Next you get suspicious that it's going to overheat quickly because of the small form-factor. A few hours later and it's still cool to the touch.
So far so good.
I can imagine this working well for people in sales who go from place to place and need a sophisticated yet mobile way of presenting to clients.
I can imagine it working well for performers who want to add something to their public performances.
But in the end, it's just as good in the use we all wanted it for when they first came out - as an affordable way of laying in bed with the far wall lit up as our own personal cinema.
The buttons on the top of the projector run flush and make for a clean and more attractive look. Unfortunately it also makes it hard to hold it from the top when moving it without accidentally pressing the audio and brightness controls.
The choice of HDMI cable for connecting to media sources is perfect, and both it and the power cord are long enough to avoid any placement problems.

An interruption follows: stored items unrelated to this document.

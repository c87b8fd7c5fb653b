/*
 * This file is part of x62fan.
 *
 * Copyright (C) 2025 x62fan contributors
 *
 * x62fan is free software: you can redistribute it and/or modify
 * it under the terms of the GNU General Public License as published by
 * the Free Software Foundation, either version 3 of the License, or
 * (at your option) any later version.
 *
 * x62fan is distributed in the hope that it will be useful,
 * but WITHOUT ANY WARRANTY; without even the implied warranty of
 * MERCHANTABILITY or FITNESS FOR A PARTICULAR PURPOSE. See the
 * GNU General Public License for more details.
 *
 * You should have received a copy of the GNU General Public License
 * along with x62fan. If not, see <https://www.gnu.org/licenses/>.
 */

//! Privileged I/O port access.
//!
//! This is the only module that touches raw ports. Everything above it
//! works through the [`PortIo`] trait, so the protocol and control
//! layers can be exercised against fakes in tests.

use std::io;

use crate::error::ControlError;

/// Index half of the Super I/O index/data pair used during routing setup.
pub const INDEX_PORT: u16 = 0x4E;
/// Data half of the Super I/O index/data pair.
pub const DATA_PORT: u16 = 0x4F;
/// EC data port: command payloads and results.
pub const EC_DATA: u16 = 0x68;
/// EC status/command port: busy/ready bits, command bytes.
pub const EC_STATUS: u16 = 0x6C;

/// Byte-wide port reads and writes.
#[cfg_attr(test, mockall::automock)]
pub trait PortIo {
    fn inb(&mut self, port: u16) -> u8;
    fn outb(&mut self, port: u16, value: u8);
}

/// The real thing. Can only be constructed through [`RawPorts::request`],
/// which acquires ioperm for exactly the ranges the protocol touches.
pub struct RawPorts {
    _private: (),
}

fn request_range(port: u16, len: u16) -> Result<(), ControlError> {
    let rc = unsafe { libc::ioperm(port as libc::c_ulong, len as libc::c_ulong, 1) };
    if rc != 0 {
        return Err(ControlError::PermissionDenied {
            port,
            len,
            source: io::Error::last_os_error(),
        });
    }
    Ok(())
}

impl RawPorts {
    /// Acquire port access for the index/data pair, the EC data port and
    /// the EC status port. Requires root (or CAP_SYS_RAWIO).
    pub fn request() -> Result<Self, ControlError> {
        request_range(INDEX_PORT, 2)?;
        request_range(EC_DATA, 1)?;
        request_range(EC_STATUS, 1)?;
        Ok(RawPorts { _private: () })
    }
}

impl PortIo for RawPorts {
    #[inline]
    fn inb(&mut self, port: u16) -> u8 {
        let value: u8;
        unsafe {
            core::arch::asm!(
                "in al, dx",
                in("dx") port,
                out("al") value,
                options(nomem, nostack, preserves_flags)
            );
        }
        value
    }

    #[inline]
    fn outb(&mut self, port: u16, value: u8) {
        unsafe {
            core::arch::asm!(
                "out dx, al",
                in("dx") port,
                in("al") value,
                options(nomem, nostack, preserves_flags)
            );
        }
    }
}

You might find yourself using blu-tac to keep the projector from sliding around if cables start moving or if it's on a smooth surface.

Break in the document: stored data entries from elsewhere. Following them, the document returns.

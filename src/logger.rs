/*
 * This file is part of x62fan.
 *
 * Copyright (C) 2025 x62fan contributors
 *
 * x62fan is free software: you can redistribute it and/or modify
 * it under the terms of the GNU General Public License as published by
 * the Free Software Foundation, either version 3 of the License, or
 * (at your option) any later version.
 *
 * x62fan is distributed in the hope that it will be useful,
 * but WITHOUT ANY WARRANTY; without even the implied warranty of
 * MERCHANTABILITY or FITNESS FOR A PARTICULAR PURPOSE. See the
 * GNU General Public License for more details.
 *
 * You should have received a copy of the GNU General Public License
 * along with x62fan. If not, see <https://www.gnu.org/licenses/>.
 */

//! Optional JSON-lines event log, enabled with `--logging`.
//!
//! Events are appended as one JSON object per line so a supervisor can
//! tail the file and reconstruct what the control loop did around a
//! suspend/resume or a handshake timeout. When logging is not enabled,
//! [`log_event`] is a no-op.

use std::fs::{self, File, OpenOptions};
use std::io::Write;
use std::path::Path;
use std::sync::Mutex;
use std::time::{SystemTime, UNIX_EPOCH};

use lazy_static::lazy_static;
use serde_json::{json, Value};

const DEFAULT_LOG_PATH: &str = "/etc/x62fan/logs.json";
const FALLBACK_LOG_PATH: &str = "/tmp/x62fan_logs.json";

lazy_static! {
    static ref LOG_FILE: Mutex<Option<File>> = Mutex::new(None);
}

fn now_millis() -> u128 {
    SystemTime::now()
        .duration_since(UNIX_EPOCH)
        .map(|d| d.as_millis())
        .unwrap_or(0)
}

fn open_append(path: &str) -> Option<File> {
    if let Some(parent) = Path::new(path).parent() {
        let _ = fs::create_dir_all(parent);
    }
    OpenOptions::new().create(true).append(true).open(path).ok()
}

pub fn init_logging() {
    let file = open_append(DEFAULT_LOG_PATH).or_else(|| open_append(FALLBACK_LOG_PATH));
    if let Ok(mut guard) = LOG_FILE.lock() {
        *guard = file;
    }
}

pub fn log_event(event: &str, data: Value) {
    let Ok(mut guard) = LOG_FILE.lock() else {
        return;
    };
    let Some(f) = guard.as_mut() else {
        return;
    };
    let line = json!({
        "ts_ms": now_millis(),
        "event": event,
        "data": data,
    })
    .to_string();
    let _ = writeln!(f, "{}", line);
}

When they say you should run the C205 at 720p instead of 1080p, you should probably heed the advice. While movies played fine at the higher resolution, we found text displayed horribly.
The device is a tiny 144 x 108 x 27mm and weighs only 300g.
The bulb is a 200 ansi lumin LED and rated to last 20,000 hours or 30,000 if you run it in its "eco" mode.
One of the niftiest of the C205's capabilities is the ability to display straight from your smart phone using the included micro-usb to HDMI MHL cable. Keep in mind that not all phones are MHL-ready. For a list of those that are, go to http://bit.ly/Szo25n.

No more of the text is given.